━━━━━ Provided records ━━━━━
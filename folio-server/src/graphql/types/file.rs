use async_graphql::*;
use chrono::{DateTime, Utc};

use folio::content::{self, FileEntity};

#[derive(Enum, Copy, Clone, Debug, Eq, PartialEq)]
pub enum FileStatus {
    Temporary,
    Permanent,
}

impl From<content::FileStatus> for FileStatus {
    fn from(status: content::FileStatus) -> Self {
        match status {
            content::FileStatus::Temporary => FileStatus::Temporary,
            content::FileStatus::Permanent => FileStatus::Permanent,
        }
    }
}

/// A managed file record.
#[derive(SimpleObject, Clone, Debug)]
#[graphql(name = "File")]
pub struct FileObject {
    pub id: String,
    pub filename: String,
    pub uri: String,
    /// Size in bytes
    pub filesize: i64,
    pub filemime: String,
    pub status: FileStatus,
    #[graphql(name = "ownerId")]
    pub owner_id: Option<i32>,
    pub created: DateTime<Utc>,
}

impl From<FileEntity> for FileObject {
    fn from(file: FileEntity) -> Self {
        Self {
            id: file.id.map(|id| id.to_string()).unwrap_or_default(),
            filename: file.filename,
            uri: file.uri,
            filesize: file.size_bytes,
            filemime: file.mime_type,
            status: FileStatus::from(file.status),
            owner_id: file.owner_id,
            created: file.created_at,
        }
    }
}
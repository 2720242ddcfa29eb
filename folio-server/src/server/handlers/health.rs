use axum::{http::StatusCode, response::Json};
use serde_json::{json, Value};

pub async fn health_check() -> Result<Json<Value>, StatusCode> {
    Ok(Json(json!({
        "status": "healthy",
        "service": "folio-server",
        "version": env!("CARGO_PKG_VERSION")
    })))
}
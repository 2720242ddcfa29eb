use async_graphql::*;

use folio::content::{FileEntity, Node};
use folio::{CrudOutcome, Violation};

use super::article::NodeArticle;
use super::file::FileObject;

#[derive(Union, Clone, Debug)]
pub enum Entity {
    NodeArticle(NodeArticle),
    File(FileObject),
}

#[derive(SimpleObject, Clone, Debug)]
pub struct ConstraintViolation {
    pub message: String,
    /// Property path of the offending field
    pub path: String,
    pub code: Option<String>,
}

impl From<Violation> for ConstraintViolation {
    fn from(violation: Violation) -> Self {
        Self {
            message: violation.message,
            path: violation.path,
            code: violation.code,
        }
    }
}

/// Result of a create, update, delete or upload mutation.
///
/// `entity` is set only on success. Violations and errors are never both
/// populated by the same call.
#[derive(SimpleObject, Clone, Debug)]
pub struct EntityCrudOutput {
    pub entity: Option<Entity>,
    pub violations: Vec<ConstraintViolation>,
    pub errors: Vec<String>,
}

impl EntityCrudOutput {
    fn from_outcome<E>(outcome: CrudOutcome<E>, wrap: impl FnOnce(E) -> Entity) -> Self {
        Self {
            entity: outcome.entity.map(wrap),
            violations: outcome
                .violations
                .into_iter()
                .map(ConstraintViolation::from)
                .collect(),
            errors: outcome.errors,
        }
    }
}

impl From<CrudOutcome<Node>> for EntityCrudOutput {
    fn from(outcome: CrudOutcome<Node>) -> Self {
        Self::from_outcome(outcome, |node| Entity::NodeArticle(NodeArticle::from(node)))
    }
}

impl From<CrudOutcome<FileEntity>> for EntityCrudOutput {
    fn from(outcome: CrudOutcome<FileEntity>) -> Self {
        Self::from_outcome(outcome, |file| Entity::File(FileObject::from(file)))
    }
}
━━━━━
= Exercise =
Please write out all the data above, exactly as it reads.

= Exercise output =
filename folio-server/src/graphql/types/file.rs
use async_graphql::*;
use chrono::{DateTime, Utc};

use folio::content::{self, FileEntity};

#[derive(Enum, Copy, Clone, Debug, Eq, PartialEq)]
pub enum FileStatus {
    Temporary,
    Permanent,
}

impl From<content::FileStatus> for FileStatus {
    fn from(status: content::FileStatus) -> Self {
        match status {
            content::FileStatus::Temporary => FileStatus::Temporary,
            content::FileStatus::Permanent => FileStatus::Permanent,
        }
    }
}

/// A managed file record.
#[derive(SimpleObject, Clone, Debug)]
#[graphql(name = "File")]
pub struct FileObject {
    pub id: String,
    pub filename: String,
    pub uri: String,
    /// Size in bytes
    pub filesize: i64,
    pub filemime: String,
    pub status: FileStatus,
    #[graphql(name = "ownerId")]
    pub owner_id: Option<i32>,
    pub created: DateTime<Utc>,
}

impl From<FileEntity> for FileObject {
    fn from(file: FileEntity) -> Self {
        Self {
            id: file.id.map(|id| id.to_string()).unwrap_or_default(),
            filename: file.filename,
            uri: file.uri,
            filesize: file.size_bytes,
            filemime: file.mime_type,
            status: FileStatus::from(file.status),
            owner_id: file.owner_id,
            created: file.created_at,
        }
    }
}
repository 2720242ddcfa29eb
filename folio-server/src/server/handlers/health.rs
use axum::{http::StatusCode, response::Json};
use serde_json::{json, Value};

pub async fn health_check() -> Result<Json<Value>, StatusCode> {
    Ok(Json(json!({
        "status": "healthy",
        "service": "folio-server",
        "version": env!("CARGO_PKG_VERSION")
    })))
}
repository 2720242ddcfa29eb
use async_graphql::*;

use folio::content::{FileEntity, Node};
use folio::{CrudOutcome, Violation};

use super::article::NodeArticle;
use super::file::FileObject;

#[derive(Union, Clone, Debug)]
pub enum Entity {
    NodeArticle(NodeArticle),
    File(FileObject),
}

#[derive(SimpleObject, Clone, Debug)]
pub struct ConstraintViolation {
    pub message: String,
    /// Property path of the offending field
    pub path: String,
    pub code: Option<String>,
}

impl From<Violation> for ConstraintViolation {
    fn from(violation: Violation) -> Self {
        Self {
            message: violation.message,
            path: violation.path,
            code: violation.code,
        }
    }
}

/// Result of a create, update, delete or upload mutation.
///
/// `entity` is set only on success. Violations and errors are never both
/// populated by the same call.
#[derive(SimpleObject, Clone, Debug)]
pub struct EntityCrudOutput {
    pub entity: Option<Entity>,
    pub violations: Vec<ConstraintViolation>,
    pub errors: Vec<String>,
}

impl EntityCrudOutput {
    fn from_outcome<E>(outcome: CrudOutcome<E>, wrap: impl FnOnce(E) -> Entity) -> Self {
        Self {
            entity: outcome.entity.map(wrap),
            violations: outcome
                .violations
                .into_iter()
                .map(ConstraintViolation::from)
                .collect(),
            errors: outcome.errors,
        }
    }
}

impl From<CrudOutcome<Node>> for EntityCrudOutput {
    fn from(outcome: CrudOutcome<Node>) -> Self {
        Self::from_outcome(outcome, |node| Entity::NodeArticle(NodeArticle::from(node)))
    }
}

impl From<CrudOutcome<FileEntity>> for EntityCrudOutput {
    fn from(outcome: CrudOutcome<FileEntity>) -> Self {
        Self::from_outcome(outcome, |file| Entity::File(FileObject::from(file)))
    }
}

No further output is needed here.